You may be smart, but are you wise?
When I think of wise leaders, I think of people like Max De Pree (about whom I wrote in last week’s blog), or Warren Buffet, the “Sage of Omaha.” These are individuals we can admire and trust, not only because they’ve consistently delivered value for shareholders, but also because they’ve positively impacted their employees, communities, and families. Their lives are rich in things money cannot buy.

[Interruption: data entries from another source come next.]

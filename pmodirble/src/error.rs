//! Error types for the Dirble client

/// Result type alias for Dirble operations
pub type Result<T> = std::result::Result<T, Error>;

/// Errors that can occur when using the Dirble client
///
/// Three families reach callers of the endpoint methods:
/// transport failures ([`Error::Http`], [`Error::Transport`]),
/// non-200 answers ([`Error::Status`]) and decode failures ([`Error::Json`]).
#[derive(Debug, thiserror::Error)]
pub enum Error {
    /// HTTP request failed in the reqwest transport
    #[error("HTTP request failed: {0}")]
    Http(#[from] reqwest::Error),

    /// A custom transport could not perform the request
    #[error("Transport error: {0}")]
    Transport(String),

    /// API answered with a status other than 200
    #[error("HTTP Error: {0}")]
    Status(u16),

    /// JSON parsing failed
    #[error("JSON parsing failed: {0}")]
    Json(#[from] serde_json::Error),

    /// Invalid URL
    #[error("Invalid URL: {0}")]
    InvalidUrl(#[from] url::ParseError),

    /// Path parameter that cannot be sent as a URL segment
    #[error("Invalid path segment: {0:?}")]
    InvalidSegment(String),

    /// IO error (configuration files)
    #[error("IO error: {0}")]
    Io(#[from] std::io::Error),

    /// YAML configuration parsing failed
    #[error("YAML parsing failed: {0}")]
    Yaml(#[from] serde_yaml::Error),

    /// Configuration error
    #[error("Configuration error: {0}")]
    Config(String),
}

impl Error {
    /// Create a transport error from any displayable cause
    pub fn transport(msg: impl Into<String>) -> Self {
        Self::Transport(msg.into())
    }

    /// Create a configuration error
    pub fn config(msg: impl Into<String>) -> Self {
        Self::Config(msg.into())
    }

    /// HTTP status carried by a [`Error::Status`] error
    pub fn status(&self) -> Option<u16> {
        match self {
            Error::Status(code) => Some(*code),
            _ => None,
        }
    }

    /// True when the request never produced an HTTP response
    pub fn is_transport(&self) -> bool {
        matches!(self, Error::Http(_) | Error::Transport(_))
    }

    /// True when the API answered with a non-200 status
    pub fn is_status(&self) -> bool {
        matches!(self, Error::Status(_))
    }

    /// True when the response body could not be decoded
    pub fn is_decode(&self) -> bool {
        matches!(self, Error::Json(_))
    }
}
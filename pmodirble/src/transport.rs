//! HTTP transport used by [`DirbleClient`](crate::DirbleClient)
//!
//! The client never talks to the network itself: it hands a fully built URL
//! to a [`Transport`] and gets back the status, headers and body. The default
//! implementation, [`ReqwestTransport`], wraps a `reqwest::Client` and owns
//! connection pooling, TLS, proxies and timeouts. Tests and embedders can
//! plug their own implementation.

use crate::error::Result;
use async_trait::async_trait;
use bytes::Bytes;
use reqwest::header::HeaderMap;
use reqwest::Client;
use url::Url;

/// Raw answer of a GET request
#[derive(Debug, Clone)]
pub struct HttpResponse {
    /// HTTP status code
    pub status: u16,
    /// Response headers
    pub headers: HeaderMap,
    /// Complete response body
    pub body: Bytes,
}

impl HttpResponse {
    /// Create a response with no headers
    pub fn new(status: u16, body: impl Into<Bytes>) -> Self {
        Self {
            status,
            headers: HeaderMap::new(),
            body: body.into(),
        }
    }

    /// True for a 200 answer, the only status the API uses for success
    pub fn is_ok(&self) -> bool {
        self.status == 200
    }
}

/// Something able to perform an HTTP GET
///
/// Implementations must be safe to share between tasks: the client keeps a
/// single transport behind an `Arc` and may be cloned freely.
#[async_trait]
pub trait Transport: Send + Sync + std::fmt::Debug {
    /// Perform a GET request and read the whole body
    ///
    /// Failures to obtain a response at all (DNS, connection refused,
    /// timeout, ...) are reported as errors; any HTTP status, including
    /// error statuses, is a successful `HttpResponse`.
    async fn get(&self, url: Url) -> Result<HttpResponse>;
}

/// [`Transport`] backed by `reqwest`
#[derive(Debug, Clone, Default)]
pub struct ReqwestTransport {
    client: Client,
}

impl ReqwestTransport {
    /// Wrap an existing reqwest client
    ///
    /// Useful for sharing HTTP connection pools or custom proxy settings
    pub fn new(client: Client) -> Self {
        Self { client }
    }

    /// Get the internal HTTP client
    pub fn http_client(&self) -> &Client {
        &self.client
    }
}

#[async_trait]
impl Transport for ReqwestTransport {
    async fn get(&self, url: Url) -> Result<HttpResponse> {
        let response = self.client.get(url).send().await?;
        let status = response.status().as_u16();
        let headers = response.headers().clone();
        let body = response.bytes().await?;

        Ok(HttpResponse {
            status,
            headers,
            body,
        })
    }
}

#[async_trait]
impl<T: Transport + ?Sized> Transport for std::sync::Arc<T> {
    async fn get(&self, url: Url) -> Result<HttpResponse> {
        (**self).get(url).await
    }
}
//! Dirble client library for PMOMusic
//!
//! This crate provides a Rust client for the Dirble internet radio directory
//! API (v2): stations, categories, countries, continents and search.
//!
//! # Features
//!
//! - **One method per endpoint**: every call builds its URL, attaches the API
//!   token, performs a GET and decodes the JSON answer into typed models
//! - **Injectable transport**: requests go through the [`Transport`] trait,
//!   backed by `reqwest` by default
//! - **Faithful models**: wire names are preserved, nullable fields decode to
//!   `Option`, number-or-string fields decode to [`FlexibleValue`]
//! - **Configuration**: YAML file and `DIRBLE_*` environment variables
//!
//! # Example
//!
//! ```no_run
//! use pmodirble::{DirbleClient, Pagination};
//!
//! #[tokio::main]
//! async fn main() -> Result<(), Box<dyn std::error::Error>> {
//!     let client = DirbleClient::builder().token("my-api-token").build()?;
//!
//!     // Full station record, with streams and recent songs
//!     let station = client.station(42).await?;
//!     if let Some(stream) = station.best_stream() {
//!         println!("{}: {} ({} kbps)", station.name, stream.stream, stream.bitrate);
//!     }
//!
//!     // Swedish stations, second page
//!     let stations = client
//!         .country_stations("se", false, Pagination::new().page(2))
//!         .await?;
//!     println!("{} stations", stations.len());
//!
//!     Ok(())
//! }
//! ```
//!
//! # Errors
//!
//! Every endpoint either returns a fully decoded value or an [`Error`]:
//! a transport failure, a non-200 status ([`Error::Status`]) or a JSON
//! decoding failure ([`Error::Json`]). Nothing is retried or cached.

pub mod client;
pub mod config;
pub mod error;
pub mod models;
pub mod transport;

// Re-exports
pub use client::{ClientBuilder, DirbleClient, Pagination, DEFAULT_API_BASE, VERSION};
pub use config::DirbleConfig;
pub use error::{Error, Result};
pub use models::{
    Categories, Category, CategoryStations, CategoryTree, Continent, Continents, Countries,
    Country, CountryStations, FlexibleValue, Image, SearchResults, Station, StationSong, StationSongs,
    StationSummary, Stations, Stream, Thumb, Timestamps,
};
pub use transport::{HttpResponse, ReqwestTransport, Transport};
//! Example: Browse the Dirble directory
//!
//! Run with: DIRBLE_TOKEN=... cargo run -p pmodirble --example browse_directory -- "jazz"

use pmodirble::{DirbleClient, DirbleConfig, Pagination};
use tracing_subscriber::EnvFilter;

#[tokio::main]
async fn main() -> Result<(), Box<dyn std::error::Error>> {
    // Initialize logging
    tracing_subscriber::fmt()
        .with_env_filter(EnvFilter::from_default_env())
        .init();

    let query = std::env::args().nth(1).unwrap_or_else(|| "jazz".to_string());

    let config = DirbleConfig::from_env()?;
    let client = DirbleClient::builder().with_config(&config).build()?;

    println!("=== Primary categories ===");
    for category in client.primary_categories().await? {
        println!("  {} ({})", category.title, category.slug);
    }

    println!("\n=== Latest stations ===");
    for station in client.list_stations(Pagination::new().per_page(10)).await? {
        println!("  [{}] {} - {}", station.id, station.name, station.country);
    }

    println!("\n=== Search: {} ===", query);
    for station in client.search(&query, None).await? {
        match station.best_stream() {
            Some(stream) => println!(
                "  {} -> {} ({} kbps)",
                station.name, stream.stream, stream.bitrate
            ),
            None => println!("  {} (no live stream)", station.name),
        }
    }

    Ok(())
}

While we can’t all become famous for our wisdom, we can each become wiser tomorrow than we are today. Here are 10 things you can do to start yourself on the path toward becoming a wiser person:
Know What You Don’t Know
Be humble. No one person has all the best answers, ideas, or solutions. Wisdom, strangely enough, requires the foundation of knowing the limits of our own knowledge. This is what Socrates meant when he said, “I know one thing: that I know nothing.”
Read, Read, Read
Read everything—scientific journals, business magazines, novels, blogs, essays, poetry, scripture, newspapers, biographies, etc. Reading helps us appreciate and recognize the complexity of the world. Reading plants new ideas in our minds. Reading allows us to think beyond ourselves and our own experiences. Reading helps us to understand the past and predict the future. All of these things are traits of the wise.
Shut Up and Listen
Listening well is hard, but wise people are masters at it. They have trained themselves to put aside their prejudices and biases in order to receive and interpret a message from someone else. Wise people pick up on hints and read between the lines.
Sometimes reality can be painful to encounter. Facing it on our terms requires shedding comfortable illusions and convenient lies. We need to be honest about situations, relationships, motivations, failures, abilities, opportunities, and the nature of the world in general.
Getting New Perspectives
Wise people consider problems and situations from many different angles. This can be done imaginatively or with the help of someone else. Different perspectives can reveal silver linings and solutions impossible to see from a single, limited perspective.
See Beauty in All Its Forms
Nothing is lost on a wise person, especially beauty. Learn to recognize beauty in paintings, words, nature, furniture, and the finely crafted fender of a classic car. If you find it hard to appreciate something that someone else can appreciate, it probably just means that you don’t know enough about it yet.
Ask why. Then ask why again. Be curious. Refuse easy answers and easy explanations and dig deeper with good questions. Take the Socratic approach.
Gain Broad Knowledge
A deep specific knowledge is extremely helpful, but wise people also know at least a little about a lot of things. A wise person is a well-rounded person.
It’s no coincidence that the wisest people have gray hair. There is no substitute for life experience. Learning from and experiencing life without getting cynical or bitter is the key.
Find Your Mentor
Wise people don’t build wisdom from scratch; they collect much of it from those who are further ahead of them in life. Find someone who is older than you that you respect, and then learn from them. Allow them to teach and challenge you.
Becoming wise does not guarantee that you’ll become rich or happy. It won’t make your life or leadership easier. But it will make you a better person and a better, more respected leader.
That being said, would you rather be a rich fool or a poor sage?
I don’t know how you would answer this question, but I do know how Warren Buffet and Max De Pree would.